NERMEEN CHEIKH : Jan Egeland, pourriez-vous expliquer ce qui a conduit cette crise à atteindre ces proportions ? Pourquoi 25 millions de personnes risquent-elles de souffrir de la faim ou sont-elles confrontées à une faim extrême en RDC ?
JAN EGELAND : Parce qu’une si grande partie de ce vaste continent qu’est la République démocratique du Congo est désormais plongée dans la violence. Vous avez mentionné certains chiffres de déplacement dans l’introduction de cette conversation. Cela vient d’une seule province. Cela s’appelle l’Ituri. C’est au nord de l’est de la RDC, où je viens de me rendre. J’étais également au nord du Kivu. Dans ces deux provinces, il existe 150 groupes armés. Ils se battent les uns contre les autres. Ils se battent pour le territoire. Ils se battent contre l’armée régulière. Et la population civile est prise entre deux feux.

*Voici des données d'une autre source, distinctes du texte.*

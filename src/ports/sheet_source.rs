use thiserror::Error;

#[derive(Error, Debug)]
pub enum SheetSourceError {
    #[error("Failed to fetch spreadsheet metadata")]
    FailedToFetchMetadata,
    #[error("Failed to fetch tab '{0}'")]
    FailedToFetchTab(String),
}

/// Read side of the spreadsheet the gateway aggregates over.
#[async_trait::async_trait]
pub trait SheetSource: Send + Sync {
    /// Titles of every tab, in workbook order.
    async fn tab_names(&self) -> error_stack::Result<Vec<String>, SheetSourceError>;

    /// The bounded cell grid of one tab, header row first.
    async fn tab_rows(&self, tab: &str) -> error_stack::Result<Vec<Vec<String>>, SheetSourceError>;
}

#[cfg(test)]
pub(crate) mod in_memory {
    use error_stack::report;

    use super::{SheetSource, SheetSourceError};

    /// Fixed workbook used by aggregation and HTTP tests.
    #[derive(Debug, Default, Clone)]
    pub struct InMemorySheetSource {
        tabs: Vec<(String, Vec<Vec<String>>)>,
        failing_tab: Option<String>,
        metadata_fails: bool,
    }

    impl InMemorySheetSource {
        pub fn with_tab(mut self, name: &str, rows: &[&[&str]]) -> Self {
            let rows = rows
                .iter()
                .map(|row| row.iter().map(|cell| cell.to_string()).collect())
                .collect();
            self.tabs.push((name.to_string(), rows));
            self
        }

        pub fn failing_tab(mut self, name: &str) -> Self {
            self.failing_tab = Some(name.to_string());
            self
        }

        pub fn failing_metadata(mut self) -> Self {
            self.metadata_fails = true;
            self
        }
    }

    #[async_trait::async_trait]
    impl SheetSource for InMemorySheetSource {
        async fn tab_names(&self) -> error_stack::Result<Vec<String>, SheetSourceError> {
            if self.metadata_fails {
                return Err(report!(SheetSourceError::FailedToFetchMetadata)
                    .attach_printable("The caller does not have permission"));
            }
            Ok(self.tabs.iter().map(|(name, _)| name.clone()).collect())
        }

        async fn tab_rows(
            &self,
            tab: &str,
        ) -> error_stack::Result<Vec<Vec<String>>, SheetSourceError> {
            if self.failing_tab.as_deref() == Some(tab) {
                return Err(report!(SheetSourceError::FailedToFetchTab(tab.to_string())));
            }
            self.tabs
                .iter()
                .find(|(name, _)| name == tab)
                .map(|(_, rows)| rows.clone())
                .ok_or_else(|| report!(SheetSourceError::FailedToFetchTab(tab.to_string())))
        }
    }
}
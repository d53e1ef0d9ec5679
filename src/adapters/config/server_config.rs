use std::net::{IpAddr, SocketAddr};

#[derive(serde::Deserialize, Debug, Clone)]
pub struct ServerConfig {
    pub host: IpAddr,
    pub port: u16,
}

impl ServerConfig {
    pub fn socket_addr(&self) -> SocketAddr {
        SocketAddr::new(self.host, self.port)
    }
}
use error_stack::ResultExt;
use google_sheets4::oauth2::{self, authenticator::Authenticator};
use google_sheets4::{hyper, hyper_rustls};

use crate::adapters::config::sheets_config::{ServiceAccountFields, SpreadsheetConfig};

use super::{http_client::HttpsClient, spreadsheet_manager::SpreadsheetManagerError};

const TOKEN_URI: &str = "https://oauth2.googleapis.com/token";

/// Service account assembled from the individual `GOOGLE_SA_*` fields.
fn service_account_from_fields(
    fields: &ServiceAccountFields<'_>,
) -> error_stack::Result<oauth2::ServiceAccountKey, SpreadsheetManagerError> {
    let key = serde_json::json!({
        "type": fields.key_type,
        "project_id": fields.project_id,
        "private_key_id": fields.private_key_id,
        "private_key": fields.private_key,
        "client_email": fields.client_email,
        "client_id": fields.client_id,
        "token_uri": TOKEN_URI,
    });

    oauth2::parse_service_account_key(key.to_string())
        .change_context(SpreadsheetManagerError::FailedToAuthenticate)
        .attach_printable("Service account fields from the environment are invalid")
}

async fn service_account_key(
    config: &SpreadsheetConfig,
) -> error_stack::Result<oauth2::ServiceAccountKey, SpreadsheetManagerError> {
    if let Some(fields) = config.service_account.complete() {
        tracing::debug!("Using service account {}", fields.client_email);
        return service_account_from_fields(&fields);
    }

    let priv_key_path = config.priv_key.as_ref();
    oauth2::read_service_account_key(priv_key_path)
        .await
        .change_context(SpreadsheetManagerError::FailedToAuthenticate)
        .attach_printable_lazy(|| {
            format!("Could not read service account private key at '{}'", priv_key_path)
        })
}

pub async fn auth(
    config: &SpreadsheetConfig,
    client: HttpsClient,
) -> error_stack::Result<
    Authenticator<hyper_rustls::HttpsConnector<hyper::client::HttpConnector>>,
    SpreadsheetManagerError,
> {
    let secret = service_account_key(config).await?;

    oauth2::ServiceAccountAuthenticator::with_client(secret, client)
        .build()
        .await
        .change_context(SpreadsheetManagerError::FailedToAuthenticate)
        .attach_printable("Could not create an authenticator")
}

Ainsi, les gens sont entassés dans une misère abjecte dans des centaines de camps plus petits. J’en ai visité plusieurs. Nous sommes en mesure de fournir un abri, de la nourriture, une certaine assistance, mais seulement à une minorité, en fait, parce que le petit appel humanitaire, vous savez, le plan humanitaire d’assistance, comparé à l’ampleur du problème, est financé à un tiers. Les États-Unis financent la moitié du projet. Une trop grande partie du monde ne donne rien. Et maintenant, il est question de peut-être même de réduire davantage cette aide. C’est vraiment terrible.

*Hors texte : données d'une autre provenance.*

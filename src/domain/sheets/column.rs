use std::fmt::Formatter;

/// 1-based spreadsheet column (`A` = 1).
#[derive(Clone, Copy, PartialEq, Eq, PartialOrd, Ord)]
pub struct Column(u32);

impl Column {
    /// Last column read from every tab (`Z`).
    pub const TAB_LAST: Column = Column(26);
    pub const FIRST: Column = Column(1);

    pub fn new(value: u32) -> Option<Self> {
        (value > 0).then_some(Column(value))
    }

    /// Column holding the last of `count` fields written from `A`.
    pub fn spanning(count: usize) -> Option<Self> {
        u32::try_from(count).ok().and_then(Column::new)
    }
}

impl std::fmt::Display for Column {
    fn fmt(&self, f: &mut Formatter<'_>) -> std::fmt::Result {
        write!(f, "{}", number_to_letters(self.0))
    }
}

impl std::fmt::Debug for Column {
    fn fmt(&self, f: &mut Formatter<'_>) -> std::fmt::Result {
        write!(f, "Column(u32: {}, letters: {})", self.0, self)
    }
}

fn number_to_letters(number: u32) -> String {
    let mut number = number;
    let mut letters = Vec::new();
    while number > 0 {
        let remainder = (number - 1) % 26;
        letters.push(char::from(b'A' + remainder as u8));
        number = (number - remainder) / 26;
    }
    letters.iter().rev().collect()
}
use axum::{
    extract::{rejection::JsonRejection, Path, State},
    Json,
};
use serde::{Deserialize, Serialize};
use tracing::instrument;

use crate::application::auth::{AuthError, IssuedToken};
use crate::domain::transactions::entry::SearchResults;

use super::{
    api_error::{ApiError, LIST_FAILED, LOGIN_FAILED, SEARCH_FAILED},
    state::AppState,
};

#[derive(Debug, Serialize)]
pub struct EndpointDoc {
    pub method: &'static str,
    pub path: &'static str,
    pub description: &'static str,
}

#[derive(Debug, Serialize)]
#[serde(rename_all = "camelCase")]
pub struct Landing {
    pub message: &'static str,
    pub sheet_id: String,
    pub endpoints: Vec<EndpointDoc>,
}

pub async fn landing(State(state): State<AppState>) -> Json<Landing> {
    Json(Landing {
        message: "Google Sheets 商品 API",
        sheet_id: state.spreadsheet_id.to_string(),
        endpoints: vec![
            EndpointDoc {
                method: "GET",
                path: "/api/transactions",
                description: "取得所有記帳資料",
            },
            EndpointDoc {
                method: "GET",
                path: "/api/transactions/:keyword",
                description: "查詢專案",
            },
        ],
    })
}

#[derive(Debug, Default, Deserialize)]
pub struct LoginRequest {
    pub username: Option<String>,
    pub password: Option<String>,
}

/// Unparseable JSON is a 400. Any other body problem, such as a missing body
/// or fields of the wrong type, counts as empty credentials.
#[instrument(skip_all)]
pub async fn login(
    State(state): State<AppState>,
    body: Result<Json<LoginRequest>, JsonRejection>,
) -> Result<Json<IssuedToken>, ApiError> {
    let credentials = match body {
        Ok(Json(credentials)) => credentials,
        Err(JsonRejection::JsonSyntaxError(err)) => {
            return Err(ApiError::BadRequest(err.body_text()))
        }
        Err(_) => LoginRequest::default(),
    };

    state
        .auth
        .login(credentials.username.as_deref(), credentials.password.as_deref())
        .map(Json)
        .map_err(|err| match err {
            AuthError::InvalidCredentials => ApiError::Unauthorized(LOGIN_FAILED),
            other => ApiError::Internal {
                message: LOGIN_FAILED,
                error: other.to_string(),
            },
        })
}

#[instrument(skip_all)]
pub async fn list_transactions(
    State(state): State<AppState>,
) -> Result<Json<SearchResults>, ApiError> {
    state.transactions.list_all().await.map(Json).map_err(|report| {
        tracing::error!("Listing transactions failed: {:?}", report);
        ApiError::internal(LIST_FAILED, &report)
    })
}

#[instrument(skip(state))]
pub async fn search_transactions(
    State(state): State<AppState>,
    Path(keyword): Path<String>,
) -> Result<Json<SearchResults>, ApiError> {
    state
        .transactions
        .search(&keyword)
        .await
        .map(Json)
        .map_err(|report| {
            tracing::error!("Searching transactions failed: {:?}", report);
            ApiError::internal(SEARCH_FAILED, &report)
        })
}
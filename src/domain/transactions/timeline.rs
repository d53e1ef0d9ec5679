use chrono::{DateTime, FixedOffset, NaiveDate, NaiveDateTime, Utc};

use super::entry::SearchResultEntry;

// Date-times and dates without an offset are read as UTC.
const DATE_TIME_FORMATS: &[&str] = &[
    "%Y-%m-%dT%H:%M:%S%.f",
    "%Y-%m-%dT%H:%M",
    "%Y-%m-%d %H:%M:%S%.f",
    "%Y-%m-%d %H:%M",
    "%Y/%m/%d %H:%M:%S",
    "%Y/%m/%d %H:%M",
    "%m/%d/%Y %H:%M:%S",
    "%m/%d/%Y %H:%M",
];

// ISO date-times with minute precision and an explicit offset.
const OFFSET_DATE_TIME_FORMATS: &[&str] = &["%Y-%m-%dT%H:%M%:z", "%Y-%m-%dT%H:%M%z"];

const DATE_FORMATS: &[&str] = &[
    "%Y-%m-%d",
    "%Y/%m/%d",
    "%Y.%m.%d",
    "%m/%d/%Y",
    "%b %d, %Y",
    "%B %d, %Y",
    "%d %b %Y",
];

/// Parses the calendar date/time notations that spreadsheets commonly render.
pub fn parse_entry_time(raw: &str) -> Option<DateTime<Utc>> {
    let raw = raw.trim();
    if raw.is_empty() {
        return None;
    }

    if let Ok(parsed) = DateTime::parse_from_rfc3339(raw) {
        return Some(parsed.with_timezone(&Utc));
    }
    if let Ok(parsed) = DateTime::parse_from_rfc2822(raw) {
        return Some(parsed.with_timezone(&Utc));
    }
    if let Some(parsed) = parse_offset_date_time(raw) {
        return Some(parsed.with_timezone(&Utc));
    }
    if let Some(date) = parse_partial_date(raw) {
        return date.and_hms_opt(0, 0, 0).map(|naive| naive.and_utc());
    }

    DATE_TIME_FORMATS
        .iter()
        .find_map(|format| NaiveDateTime::parse_from_str(raw, format).ok())
        .or_else(|| {
            DATE_FORMATS
                .iter()
                .find_map(|format| NaiveDate::parse_from_str(raw, format).ok())
                .and_then(|date| date.and_hms_opt(0, 0, 0))
        })
        .map(|naive| naive.and_utc())
}

fn parse_offset_date_time(raw: &str) -> Option<DateTime<FixedOffset>> {
    let raw = match raw.strip_suffix(['Z', 'z']) {
        Some(local) => format!("{local}+00:00"),
        None => raw.to_string(),
    };
    OFFSET_DATE_TIME_FORMATS
        .iter()
        .find_map(|format| DateTime::parse_from_str(&raw, format).ok())
}

/// `YYYY` and `YYYY-MM`, read as the first day of the period.
fn parse_partial_date(raw: &str) -> Option<NaiveDate> {
    let digits =
        |part: &str, len: usize| part.len() == len && part.bytes().all(|b| b.is_ascii_digit());

    let mut parts = raw.split('-');
    match (parts.next(), parts.next(), parts.next()) {
        (Some(year), None, None) if digits(year, 4) => {
            NaiveDate::from_ymd_opt(year.parse().ok()?, 1, 1)
        }
        (Some(year), Some(month), None) if digits(year, 4) && digits(month, 2) => {
            NaiveDate::from_ymd_opt(year.parse().ok()?, month.parse().ok()?, 1)
        }
        _ => None,
    }
}

/// Sort key of an entry: its parsed time, or the Unix epoch when unparseable.
pub fn sort_instant(time: &str) -> DateTime<Utc> {
    parse_entry_time(time).unwrap_or(DateTime::<Utc>::UNIX_EPOCH)
}

/// Orders entries newest first. Equal instants keep their incoming order.
pub fn sort_newest_first(entries: Vec<SearchResultEntry>) -> Vec<SearchResultEntry> {
    let mut keyed: Vec<_> = entries
        .into_iter()
        .map(|entry| (sort_instant(&entry.time), entry))
        .collect();
    keyed.sort_by(|(a, _), (b, _)| b.cmp(a));
    keyed.into_iter().map(|(_, entry)| entry).collect()
}

#[cfg(test)]
mod tests {
    use super::*;
    use chrono::TimeZone;

    fn entry(time: &str) -> SearchResultEntry {
        SearchResultEntry {
            sheet: "s".to_string(),
            time: time.to_string(),
            case_name: String::new(),
            content: Vec::new(),
        }
    }

    #[test]
    fn test_parse_iso_date_as_utc_midnight() {
        assert_eq!(
            parse_entry_time("2023-01-05"),
            Some(Utc.with_ymd_and_hms(2023, 1, 5, 0, 0, 0).unwrap())
        );
    }

    #[test]
    fn test_parse_spreadsheet_renderings() {
        let expected = Utc.with_ymd_and_hms(2024, 6, 1, 0, 0, 0).unwrap();
        assert_eq!(parse_entry_time("2024/6/1"), Some(expected));
        assert_eq!(parse_entry_time("06/01/2024"), Some(expected));
        assert_eq!(parse_entry_time(" 2024-06-01 "), Some(expected));
        assert_eq!(
            parse_entry_time("2024/06/01 13:30"),
            Some(Utc.with_ymd_and_hms(2024, 6, 1, 13, 30, 0).unwrap())
        );
        assert_eq!(
            parse_entry_time("2024-06-01T08:00:00+08:00"),
            Some(Utc.with_ymd_and_hms(2024, 6, 1, 0, 0, 0).unwrap())
        );
    }

    #[test]
    fn test_parse_partial_iso_dates() {
        assert_eq!(
            parse_entry_time("2024"),
            Some(Utc.with_ymd_and_hms(2024, 1, 1, 0, 0, 0).unwrap())
        );
        assert_eq!(
            parse_entry_time("2024-06"),
            Some(Utc.with_ymd_and_hms(2024, 6, 1, 0, 0, 0).unwrap())
        );
        assert_eq!(parse_entry_time("2024-13"), None);
        assert_eq!(parse_entry_time("24-06"), None);
    }

    #[test]
    fn test_parse_minute_precision_with_offset() {
        let expected = Utc.with_ymd_and_hms(2024, 6, 1, 8, 0, 0).unwrap();
        assert_eq!(parse_entry_time("2024-06-01T08:00Z"), Some(expected));
        assert_eq!(parse_entry_time("2024-06-01T16:00+08:00"), Some(expected));
        assert_eq!(parse_entry_time("2024-06-01T03:00-0500"), Some(expected));
    }

    #[test]
    fn test_sort_places_partial_and_offset_dates_by_instant() {
        let sorted = sort_newest_first(vec![
            entry("2023-01-05"),
            entry("2024"),
            entry("not-a-date"),
            entry("2024-06-01T08:00Z"),
            entry("2024-06"),
        ]);
        let times: Vec<_> = sorted.iter().map(|e| e.time.as_str()).collect();
        assert_eq!(
            times,
            vec!["2024-06-01T08:00Z", "2024-06", "2024", "2023-01-05", "not-a-date"]
        );
    }

    #[test]
    fn test_unparseable_times() {
        assert_eq!(parse_entry_time("not-a-date"), None);
        assert_eq!(parse_entry_time(""), None);
        assert_eq!(parse_entry_time("未填日期"), None);
        assert_eq!(sort_instant("未填日期"), DateTime::<Utc>::UNIX_EPOCH);
    }

    #[test]
    fn test_sort_newest_first_sinks_unparseable_times() {
        let sorted = sort_newest_first(vec![
            entry("2023-01-05"),
            entry("not-a-date"),
            entry("2024-06-01"),
        ]);
        let times: Vec<_> = sorted.iter().map(|e| e.time.as_str()).collect();
        assert_eq!(times, vec!["2024-06-01", "2023-01-05", "not-a-date"]);
    }

    #[test]
    fn test_sort_keeps_order_of_equal_instants() {
        let mut first = entry("2024-01-01");
        first.sheet = "first".to_string();
        let mut second = entry("2024/1/1");
        second.sheet = "second".to_string();

        let sorted = sort_newest_first(vec![first, entry("x"), second]);
        let sheets: Vec<_> = sorted.iter().map(|e| e.sheet.as_str()).collect();
        assert_eq!(sheets, vec!["first", "second", "s"]);
    }
}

AMY GOODMAN : Vous savez, Jan Egeland, ce n’est pas comme si le monde ignorait la République démocratique du Congo. En fait, la RDC produit près des trois quarts du cobalt mondial, un composant essentiel des batteries rechargeables alimentant les ordinateurs portables, les smartphones et les véhicules électriques. La raison pour laquelle j’en parle, c’est que nous venons d’interviewer Siddharth Kara, qui a écrit le livre Rouge cobalt. Il a déclaré : « La catastrophe de santé publique, ajoutée à la violence contre les droits de l’homme et à la destruction de l’environnement, ne ressemble à rien de ce que nous avons jamais vu dans le contexte moderne. Il faut prendre en compte le fait qu’elle soit liée à des entreprises valant des milliers de milliards et que nos vies dépendent de cette énorme violence.» En avez-vous vu des preuves et quel est le lien avec la faim dont nous parlons, les enfants de 5 et 10 ans qui travaillent dans ces endroits, toutes les entreprises qui font leurs profits, et pourtant la pire crise alimentaire au monde ?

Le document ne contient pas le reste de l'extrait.